Things began promisingly enough for the Bruins. They were an AP Top 25 team and were predicted to finish second in the Pac-12 before early consecutive losses to ranked Michigan State and North Carolina knocked them out. Then came stunning defeats at home to mid-majors Belmont and Liberty. Those precipitated the biggest shocker of all: coach Steve Alford’s firing on New Year’s Eve.

Murry Bartow was quickly tabbed as interim coach for the Bruins (10-7, 3-1 Pac-12). They’ve won three out of four games under him.

“We had a lot of ups and downs,” UCLA freshman Moses Brown said, “but I think we caught our stride and the sky is the limit for us.”

USC was predicted to finish fifth in a weakened Pac-12. The Trojans got off to a 5-2 start before dropping four in a row. They regrouped to reel off four straight wins, including a home sweep to open conference play. But they dropped a pair on the road, where freshman Kevin Porter Jr. got suspended last weekend.

In the midst of rocky seasons, the crosstown rivals meet Saturday at Galen Center. The Bruins have won four in a row in the series and are 8-4 at USC’s arena since it opened.

“Coming off a two-game losing streak, we’re kind of hoping this is a game that we can bounce back,” USC’s Nick Rakocevic said. “We want to be put in a good position for the rest of the Pac-12.”

Both teams would likely need to win the Pac-12 tournament title to earn a berth in the NCAA Tournament.

Last March, the Bruins played in the First Four for the first time in school history and lost. The Trojans were snubbed by the selection committee despite finishing second in the Pac-12 for the first time in 25 years after losing twice to UCLA.

“We play UCLA twice, but there’s 16 other games. You have to do well the rest of the league,” USC coach Andy Enfield said. “Whether you win or lose these games, yes, it’s great for a rivalry, it’s great for another win in your conference, but it’s a long Pac-12 season. We try to keep that in perspective no matter who we play even if it’s UCLA.”

The Trojans (9-8, 2-2) have played over half their games with eight or fewer scholarship players because of injuries and the recent transfer of Jordan Usher, who was suspended before he left.

“Nothing surprises us at this point,” Enfield said. “The injuries and distractions have had a significant impact on our team.”

Porter was back practicing with the Trojans this week, but he hasn’t been cleared to play in games.

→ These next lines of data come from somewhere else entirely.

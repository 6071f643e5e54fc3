use serde::{Serialize, Deserialize};
use std::fmt;
use std::str::FromStr;
use crate::Error;
use crate::constants::SD_LEVELS;

#[derive(Debug, Clone, Copy, Hash, Eq, PartialEq, PartialOrd, Ord, Serialize, Deserialize)]
#[serde(rename_all = "lowercase")]
pub enum Sex {
    #[serde(alias = "girl")]
    Female,
    #[serde(alias = "boy")]
    Male,
}

impl Sex {
    pub const ALL: [Sex; 2] = [Sex::Female, Sex::Male];
}

impl fmt::Display for Sex {
    fn fmt(&self, f: &mut fmt::Formatter<'_>) -> fmt::Result {
        match self {
            Sex::Female => write!(f, "female"),
            Sex::Male => write!(f, "male"),
        }
    }
}

impl FromStr for Sex {
    type Err = Error;

    fn from_str(s: &str) -> Result<Self, Self::Err> {
        match s.trim().to_lowercase().as_str() {
            "female" | "girl" | "f" => Ok(Sex::Female),
            "male" | "boy" | "m" => Ok(Sex::Male),
            other => Err(Error::InvalidInput(format!("Unknown sex: {}", other))),
        }
    }
}

/// Unit of the age axis of a reference table.
#[derive(Debug, Clone, Copy, Hash, Eq, PartialEq, Serialize, Deserialize)]
#[serde(rename_all = "lowercase")]
pub enum AgeUnit {
    Week,
    Month,
}

impl fmt::Display for AgeUnit {
    fn fmt(&self, f: &mut fmt::Formatter<'_>) -> fmt::Result {
        match self {
            AgeUnit::Week => write!(f, "week"),
            AgeUnit::Month => write!(f, "month"),
        }
    }
}

#[derive(Debug, Clone, Copy, Hash, Eq, PartialEq, PartialOrd, Ord, Serialize, Deserialize)]
#[serde(rename_all = "kebab-case")]
pub enum MetricKind {
    Weight,
    #[serde(alias = "length")]
    Height,
    #[serde(alias = "head_circumference")]
    HeadCircumference,
}

impl MetricKind {
    pub const ALL: [MetricKind; 3] = [
        MetricKind::Weight,
        MetricKind::Height,
        MetricKind::HeadCircumference,
    ];

    pub fn age_unit(&self) -> AgeUnit {
        match self {
            MetricKind::Weight | MetricKind::Height => AgeUnit::Month,
            MetricKind::HeadCircumference => AgeUnit::Week,
        }
    }

    pub fn measurement_unit(&self) -> &'static str {
        match self {
            MetricKind::Weight => "kg",
            MetricKind::Height | MetricKind::HeadCircumference => "cm",
        }
    }

    /// Human readable name, capitalised for the start of a sentence.
    pub fn label(&self) -> &'static str {
        match self {
            MetricKind::Weight => "Weight",
            MetricKind::Height => "Height",
            MetricKind::HeadCircumference => "Head circumference",
        }
    }
}

impl fmt::Display for MetricKind {
    fn fmt(&self, f: &mut fmt::Formatter<'_>) -> fmt::Result {
        match self {
            MetricKind::Weight => write!(f, "weight"),
            MetricKind::Height => write!(f, "height"),
            MetricKind::HeadCircumference => write!(f, "head-circumference"),
        }
    }
}

impl FromStr for MetricKind {
    type Err = Error;

    fn from_str(s: &str) -> Result<Self, Self::Err> {
        match s.trim().to_lowercase().replace('_', "-").as_str() {
            "weight" => Ok(MetricKind::Weight),
            "height" | "length" => Ok(MetricKind::Height),
            "head-circumference" | "head" => Ok(MetricKind::HeadCircumference),
            other => Err(Error::InvalidInput(format!("Unknown metric: {}", other))),
        }
    }
}

/// Box-Cox power (L), median (M) and coefficient of variation (S).
#[derive(Debug, Clone, Copy, PartialEq, Serialize, Deserialize)]
pub struct Lms {
    pub l: f64,
    pub m: f64,
    pub s: f64,
}

impl Lms {
    pub fn new(l: f64, m: f64, s: f64) -> Self {
        Self { l, m, s }
    }
}

/// Measurements at SD3neg, SD2neg, SD1neg, SD0, SD1, SD2 and SD3, in that order.
#[derive(Debug, Clone, Copy, PartialEq, Serialize, Deserialize)]
pub struct SdReference {
    pub points: [f64; 7],
}

impl SdReference {
    pub fn new(points: [f64; 7]) -> Self {
        Self { points }
    }

    pub fn sd0(&self) -> f64 {
        self.points[3]
    }

    pub fn at_level(&self, level: i32) -> Option<f64> {
        SD_LEVELS
            .iter()
            .position(|&l| l == level)
            .map(|idx| self.points[idx])
    }

    pub fn interpolate(&self, upper: &SdReference, fraction: f64) -> SdReference {
        let mut points = [0.0; 7];
        for (idx, point) in points.iter_mut().enumerate() {
            *point = self.points[idx] + fraction * (upper.points[idx] - self.points[idx]);
        }
        SdReference { points }
    }
}

/// Shape of the embedded constant rows: age index, L, M, S and the tabulated SD points.
pub(crate) type LmsRow = (u32, f64, f64, f64, [f64; 7]);

#[derive(Debug, Clone, Copy, PartialEq, Serialize, Deserialize)]
pub struct LmsRecord {
    pub age_index: u32,
    pub sex: Sex,
    pub l: f64,
    pub m: f64,
    pub s: f64,
    pub sd: SdReference,
}

impl LmsRecord {
    pub fn new(age_index: u32, sex: Sex, lms: Lms, sd: SdReference) -> Self {
        Self {
            age_index,
            sex,
            l: lms.l,
            m: lms.m,
            s: lms.s,
            sd,
        }
    }

    pub(crate) fn from_row(sex: Sex, row: &LmsRow) -> Self {
        let (age_index, l, m, s, points) = *row;
        Self::new(age_index, sex, Lms::new(l, m, s), SdReference::new(points))
    }

    pub fn lms(&self) -> Lms {
        Lms::new(self.l, self.m, self.s)
    }
}

#[derive(Debug, Clone, Copy, PartialEq, Serialize, Deserialize)]
pub struct MeasurementQuery {
    pub metric: MetricKind,
    pub sex: Sex,
    /// Age in the unit of the metric's table (see [`MetricKind::age_unit`]).
    pub age: f64,
    pub value: f64,
}

impl MeasurementQuery {
    pub fn new(metric: MetricKind, sex: Sex, age: f64, value: f64) -> Self {
        Self { metric, sex, age, value }
    }

    pub fn validate(&self) -> Result<(), Error> {
        if !self.value.is_finite() || self.value <= 0.0 {
            return Err(Error::InvalidInput(format!(
                "{} must be a positive number, got {}",
                self.metric.label(),
                self.value
            )));
        }
        if !self.age.is_finite() || self.age < 0.0 {
            return Err(Error::InvalidInput(format!(
                "Age must be a non-negative number of {}s, got {}",
                self.metric.age_unit(),
                self.age
            )));
        }
        Ok(())
    }
}

#[derive(Debug, Clone, Copy, Hash, Eq, PartialEq, PartialOrd, Ord, Serialize, Deserialize)]
#[serde(rename_all = "snake_case")]
pub enum SdBand {
    BelowSd3Neg,
    Sd3NegToSd2Neg,
    Sd2NegToSd1Neg,
    Sd1NegToSd0,
    Sd0ToSd1,
    Sd1ToSd2,
    Sd2ToSd3,
    AboveSd3,
}

impl SdBand {
    const ORDERED: [SdBand; 8] = [
        SdBand::BelowSd3Neg,
        SdBand::Sd3NegToSd2Neg,
        SdBand::Sd2NegToSd1Neg,
        SdBand::Sd1NegToSd0,
        SdBand::Sd0ToSd1,
        SdBand::Sd1ToSd2,
        SdBand::Sd2ToSd3,
        SdBand::AboveSd3,
    ];

    /// Places `value` among the reference points. A value sitting exactly on a
    /// point belongs to the band above it.
    pub fn classify(value: f64, reference: &SdReference) -> SdBand {
        let passed = reference.points.iter().filter(|&&p| value >= p).count();
        Self::ORDERED[passed]
    }

    pub fn label(&self) -> &'static str {
        match self {
            SdBand::BelowSd3Neg => "below SD3neg",
            SdBand::Sd3NegToSd2Neg => "between SD3neg and SD2neg",
            SdBand::Sd2NegToSd1Neg => "between SD2neg and SD1neg",
            SdBand::Sd1NegToSd0 => "between SD1neg and SD0",
            SdBand::Sd0ToSd1 => "between SD0 and SD1",
            SdBand::Sd1ToSd2 => "between SD1 and SD2",
            SdBand::Sd2ToSd3 => "between SD2 and SD3",
            SdBand::AboveSd3 => "above SD3",
        }
    }
}

impl fmt::Display for SdBand {
    fn fmt(&self, f: &mut fmt::Formatter<'_>) -> fmt::Result {
        write!(f, "{}", self.label())
    }
}

/// Which tabulated rows produced the parameters of a result.
#[derive(Debug, Clone, Copy, PartialEq, Serialize, Deserialize)]
#[serde(tag = "kind", rename_all = "snake_case")]
pub enum LmsSource {
    Exact(LmsRecord),
    Interpolated {
        lower: LmsRecord,
        upper: LmsRecord,
        fraction: f64,
    },
}

impl LmsSource {
    pub fn is_exact(&self) -> bool {
        matches!(self, LmsSource::Exact(_))
    }
}

#[derive(Debug, Clone, Copy, PartialEq, Serialize, Deserialize)]
pub struct PercentileResult {
    pub query: MeasurementQuery,
    pub lms: Lms,
    pub sd_reference: SdReference,
    pub z_score: f64,
    /// Standard normal CDF of the z-score, scaled to 0..100.
    pub percentile: f64,
    pub band: SdBand,
    pub source: LmsSource,
    /// Set when the age was clamped to the nearest tabulated bound.
    pub approximate: bool,
}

“He’s working on some things off the court. He has very clear expectations that he has to meet,” Enfield said. “As he progresses, we will reevaluate his status.”

Bartow said the Bruins will prepare as if Porter will play Saturday. Before his suspension, Porter missed time with a leg injury.

USC’s Bennie Boatwright, a local product who was recruited by UCLA, has been on an offensive tear in his last seven games. He scored a career-high 37 points in an overtime loss at Oregon State and is averaging a team-leading 17.1 points. The Bruins are led by Kris Wilkes at 17.3 points a game.

“Inside, they’ve got some really, really good players,” said Bartow, who has the Bruins playing at a faster pace and zipping the ball around.

One of the intriguing matchups on Saturday will be the 6-foot-11 Rakocevic and Brown, who at 7-1 is the tallest player at UCLA in decades. Rakocevic averages 14.9 points and a league-leading 9.5 rebounds. Brown averages 11.9 points and 9.0 rebounds

“It’s going to be fun going against somebody like that,” Rakocevic said.

A famous name associated with the rivalry won’t be on the court.

USC’s Chuck O’Bannon, the son of former UCLA star Charles O’Bannon, is expected to seek a medical redshirt. The sophomore broke his pinky finger in practice in November, had surgery, got the cast off in December and it hasn’t healed properly. He’s still has pain, too, Enfield said.